But I'd really love to do this without losing the recordings (and ideally, settings and season passes) that are on the existing drive.

If somebody can help out an old man who just doesn't have a lot of time to properly research (further than what I've already done), I'd be eternally grateful.

All I'm looking to do is: remove old HD, copy contents from it to a computer, copy contents from computer to new HD, install new HD. From what I've read so far, it doesn't seem like it's quite that straightforward?

I am more than happy to donate to any of the projects that I'd end up using.

EDIT TO ADD: Hell, if there's anyone in the Phoenix area who knows how to do this, I'd be willing to pay for your time (as well as contributing to whatever projects end up being used).

Thanks in advance,
Charlie


----------



## jrtroo (Feb 4, 2008)

Who is your cable provider? You will need to move the recordings over and then move them back. But, some providers do not allow you to do that. kmttg, pytivo, and potentially an older version of the tivo desktop will all do the job for a windows machine.

Why did you buy an external case? Unnecessary, unless you just wanted to have one.


----------



## charliegriefer (Nov 18, 2015)

jrtroo said:


> Who is your cable provider? You will need to move the recordings over and then move them back. But, some providers do not allow you to do that. kmttg, pytivo, and potentially an older version of the tivo desktop will all do the job for a windows machine.
> 
> Why did you buy an external case? Unnecessary, unless you just wanted to have one.


No cable provider. It's a Roamio OTA, which I hope simplifies things since these are all OTA recordings (and as such, shouldn't have any copy protection?).

I bought the external case because I thought I'd need it to hook the drives to the computers to move the data. If it's unnecessary, I can always return it.


----------



## jrtroo (Feb 4, 2008)

OOps, missed that. You can move everything over easily then. 
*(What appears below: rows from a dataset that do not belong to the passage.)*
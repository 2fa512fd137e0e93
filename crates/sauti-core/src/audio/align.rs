//! Sample alignment across arbitrary chunk boundaries

use bytes::{Bytes, BytesMut};
use tracing::debug;

/// Reassembles sample-aligned byte spans from arbitrarily split chunks.
///
/// Transport chunks can end mid-sample. The aligner holds the dangling
/// byte until the next chunk arrives and only ever emits spans whose
/// length is a whole number of 16-bit samples.
pub struct SampleAligner {
    carry: Option<u8>,
}

impl SampleAligner {
    pub fn new() -> Self {
        Self { carry: None }
    }

    /// Absorb one chunk and return the longest aligned span available.
    ///
    /// The returned span is always of even length. When the carried byte
    /// plus the chunk come to an odd total, the final byte is held back
    /// for the next call.
    pub fn push(&mut self, chunk: &[u8]) -> Bytes {
        let mut combined = BytesMut::with_capacity(chunk.len() + 1);
        if let Some(byte) = self.carry.take() {
            combined.extend_from_slice(&[byte]);
        }
        combined.extend_from_slice(chunk);

        if combined.len() % 2 != 0 {
            let tail = combined.split_off(combined.len() - 1);
            self.carry = Some(tail[0]);
        }
        combined.freeze()
    }

    /// End of stream: discard any dangling byte.
    ///
    /// A stream whose payload has odd total length loses its final byte
    /// here; half a sample cannot be decoded.
    pub fn finish(&mut self) {
        if let Some(byte) = self.carry.take() {
            debug!("Dropping unpaired trailing byte 0x{:02x}", byte);
        }
    }

    /// Whether a byte is currently held back.
    pub fn has_carry(&self) -> bool {
        self.carry.is_some()
    }
}

impl Default for SampleAligner {
    fn default() -> Self {
        Self::new()
    }
}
Understood, if your PC does not have space to store the content, the case would be used. But, that drive would need to be separate from the one you are looking to install in the Tivo. In other words, if you copy the content over to that PC external drive, that drive cannot be put in the Tivo, it would be used to host the files back to your new drive you installed.


----------



## charliegriefer (Nov 18, 2015)

jrtroo said:


> OOps, missed that. You can move everything over easily then.
> 
> Understood, if your PC does not have space to store the content, the case would be used. But, that drive would need to be separate from the one you are looking to install in the Tivo. In other words, if you copy the content over to that PC external drive, that drive cannot be put in the Tivo, it would be used to host the files back to your new drive you installed.


Hence the confusion (on my part). I expected that I'd remove the 500GB HD from the Roamio, stick it in the enclosure, connect it to my PC (or Mac), and use whatever app needed to copy the contents down to the PC.

I expected that I'd then put the new 3TB drive in the enclosure, connect it to the PC, and restore the data from the PC to the new drive. At this point, I expected I'd remove the drive from the enclosure and install it into the Roamio.

Is that at all accurate?


----------



## jmbach (Jan 1, 2009)

Almost. You would leave your Roamio up and running and connected to the network. Your computer will be on the same network your Roamio is connected to. Then with the above mentioned programs (Plus maybe the new one called Archivo) running on your computer you transfer the recordings from your Roamio to the designated folder on your computer (or Network Storage). Then swap out the hard drives in your Roamio, let it boot and you will have to run through guided setup again. Once it is up and running, you then move the programs from your storage area back to the Roamio.


----------



## charliegriefer (Nov 18, 2015)

jmbach said:


> Almost. You would leave your Roamio up and running and connected to the network. Your computer will be on the same network your Roamio is connected to. Then with the above mentioned programs (Plus maybe the new one called Archivo) running on your computer you transfer the recordings from your Roamio to the designated folder on your computer (or Network Storage). Then swap out the hard drives in your Roamio, let it boot and you will have to run through guided setup again. Once it is up and running, you then move the programs from your storage area back to the Roamio.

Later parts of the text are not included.